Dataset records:
----
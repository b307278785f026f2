// Copyright 2025 the Landmark Map Authors
// SPDX-License-Identifier: Apache-2.0 OR MIT

use criterion::{BenchmarkId, Criterion, black_box, criterion_group, criterion_main};
use kurbo::{Point, Size, Vec2};
use landmark_cull::{DEFAULT_BUFFER_RATIO, Placed, ViewportBounds, compute_visible};
use landmark_disclosure::{Disclosed, compute_disclosed};
use landmark_view::{CullingAdapter, LandmarkLayer, MapCamera};

#[derive(Clone)]
struct Lcg(u64);

impl Lcg {
    fn new(seed: u64) -> Self {
        Self(seed)
    }

    fn next_f64(&mut self) -> f64 {
        // Numerical Recipes LCG parameters.
        self.0 = self.0.wrapping_mul(6364136223846793005).wrapping_add(1);
        (self.0 >> 11) as f64 / (1u64 << 53) as f64
    }
}

#[derive(Clone)]
struct Mark {
    at: Option<Point>,
    tier: f64,
}

impl Placed for Mark {
    fn coordinate(&self) -> Option<Point> {
        self.at
    }
}

impl Disclosed for Mark {
    fn reveal_threshold(&self) -> Option<f64> {
        Some(self.tier)
    }
}

/// Marks scattered over the 2600x2600 canvas; every 50th one is unplaced.
fn marks(n: usize, seed: u64) -> Vec<Mark> {
    let mut rng = Lcg::new(seed);
    (0..n)
        .map(|i| {
            let at = Point::new(rng.next_f64() * 2600.0, rng.next_f64() * 2600.0);
            let tier = [-1.0, 0.0, 1.0][i % 3];
            Mark {
                at: (i % 50 != 0).then_some(at),
                tier,
            }
        })
        .collect()
}

fn bench_compute_visible(c: &mut Criterion) {
    let mut group = c.benchmark_group("compute_visible");
    let view = ViewportBounds::new(1600.0, 1000.0, 1700.0, 900.0);
    for &n in &[200_usize, 1_000, 10_000] {
        let data = marks(n, 7);
        group.bench_with_input(BenchmarkId::from_parameter(n), &data, |b, data| {
            b.iter(|| {
                let out = compute_visible(black_box(data), Some(view), DEFAULT_BUFFER_RATIO);
                black_box(out.len())
            });
        });
    }
    group.finish();
}

fn bench_compute_disclosed(c: &mut Criterion) {
    let mut group = c.benchmark_group("compute_disclosed");
    for &n in &[200_usize, 1_000, 10_000] {
        let data = marks(n, 11);
        group.bench_with_input(BenchmarkId::from_parameter(n), &data, |b, data| {
            b.iter(|| black_box(compute_disclosed(black_box(data), Some(0.0)).len()));
        });
    }
    group.finish();
}

fn bench_layer_compose(c: &mut Criterion) {
    let data = marks(200, 3);
    let view = Some(ViewportBounds::new(1600.0, 1000.0, 1700.0, 900.0));
    let mut layer = LandmarkLayer::default();
    let mut zoom = 0.0;
    c.bench_function("layer_compose_200_zoom_changes", |b| {
        b.iter(|| {
            // Alternate zoom so disclosure recomputes every iteration.
            zoom = if zoom == 0.0 { 1.0 } else { 0.0 };
            black_box(layer.compose(&data, 1, Some(zoom), view).len())
        });
    });
}

fn bench_adapter_settle(c: &mut Criterion) {
    let mut camera = MapCamera::default();
    camera.set_view_size(Size::new(1024.0, 768.0));
    let mut adapter = CullingAdapter::new(marks(200, 5));
    adapter.mount(&mut camera);
    let mut now = 0_u64;
    let mut dx = 40.0;
    c.bench_function("adapter_pan_and_settle_200", |b| {
        b.iter(|| {
            dx = -dx;
            camera.pan_by(Vec2::new(dx, 0.0));
            for sub in camera.drain_events() {
                adapter.notify(sub, now);
            }
            now += 100;
            black_box(adapter.tick(&camera, now))
        });
    });
}

criterion_group!(
    benches,
    bench_compute_visible,
    bench_compute_disclosed,
    bench_layer_compose,
    bench_adapter_settle
);
criterion_main!(benches);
----
Nothing in the records may change. Print all of them.

repository b307278785f026f2
// Copyright 2025 the Landmark Map Authors
// SPDX-License-Identifier: Apache-2.0 OR MIT

use criterion::{BenchmarkId, Criterion, black_box, criterion_group, criterion_main};
use kurbo::{Point, Size, Vec2};
use landmark_cull::{DEFAULT_BUFFER_RATIO, Placed, ViewportBounds, compute_visible};
use landmark_disclosure::{Disclosed, compute_disclosed};
use landmark_view::{CullingAdapter, LandmarkLayer, MapCamera};

#[derive(Clone)]
struct Lcg(u64);

impl Lcg {
    fn new(seed: u64) -> Self {
        Self(seed)
    }

    fn next_f64(&mut self) -> f64 {
        // Numerical Recipes LCG parameters.
        self.0 = self.0.wrapping_mul(6364136223846793005).wrapping_add(1);
        (self.0 >> 11) as f64 / (1u64 << 53) as f64
    }
}

#[derive(Clone)]
struct Mark {
    at: Option<Point>,
    tier: f64,
}

impl Placed for Mark {
    fn coordinate(&self) -> Option<Point> {
        self.at
    }
}

impl Disclosed for Mark {
    fn reveal_threshold(&self) -> Option<f64> {
        Some(self.tier)
    }
}

/// Marks scattered over the 2600x2600 canvas; every 50th one is unplaced.
fn marks(n: usize, seed: u64) -> Vec<Mark> {
    let mut rng = Lcg::new(seed);
    (0..n)
        .map(|i| {
            let at = Point::new(rng.next_f64() * 2600.0, rng.next_f64() * 2600.0);
            let tier = [-1.0, 0.0, 1.0][i % 3];
            Mark {
                at: (i % 50 != 0).then_some(at),
                tier,
            }
        })
        .collect()
}

fn bench_compute_visible(c: &mut Criterion) {
    let mut group = c.benchmark_group("compute_visible");
    let view = ViewportBounds::new(1600.0, 1000.0, 1700.0, 900.0);
    for &n in &[200_usize, 1_000, 10_000] {
        let data = marks(n, 7);
        group.bench_with_input(BenchmarkId::from_parameter(n), &data, |b, data| {
            b.iter(|| {
                let out = compute_visible(black_box(data), Some(view), DEFAULT_BUFFER_RATIO);
                black_box(out.len())
            });
        });
    }
    group.finish();
}

fn bench_compute_disclosed(c: &mut Criterion) {
    let mut group = c.benchmark_group("compute_disclosed");
    for &n in &[200_usize, 1_000, 10_000] {
        let data = marks(n, 11);
        group.bench_with_input(BenchmarkId::from_parameter(n), &data, |b, data| {
            b.iter(|| black_box(compute_disclosed(black_box(data), Some(0.0)).len()));
        });
    }
    group.finish();
}

fn bench_layer_compose(c: &mut Criterion) {
    let data = marks(200, 3);
    let view = Some(ViewportBounds::new(1600.0, 1000.0, 1700.0, 900.0));
    let mut layer = LandmarkLayer::default();
    let mut zoom = 0.0;
    c.bench_function("layer_compose_200_zoom_changes", |b| {
        b.iter(|| {
            // Alternate zoom so disclosure recomputes every iteration.
            zoom = if zoom == 0.0 { 1.0 } else { 0.0 };
            black_box(layer.compose(&data, 1, Some(zoom), view).len())
        });
    });
}

fn bench_adapter_settle(c: &mut Criterion) {
    let mut camera = MapCamera::default();
    camera.set_view_size(Size::new(1024.0, 768.0));
    let mut adapter = CullingAdapter::new(marks(200, 5));
    adapter.mount(&mut camera);
    let mut now = 0_u64;
    let mut dx = 40.0;
    c.bench_function("adapter_pan_and_settle_200", |b| {
        b.iter(|| {
            dx = -dx;
            camera.pan_by(Vec2::new(dx, 0.0));
            for sub in camera.drain_events() {
                adapter.notify(sub, now);
            }
            now += 100;
            black_box(adapter.tick(&camera, now))
        });
    });
}

criterion_group!(
    benches,
    bench_compute_visible,
    bench_compute_disclosed,
    bench_layer_compose,
    bench_adapter_settle
);
criterion_main!(benches);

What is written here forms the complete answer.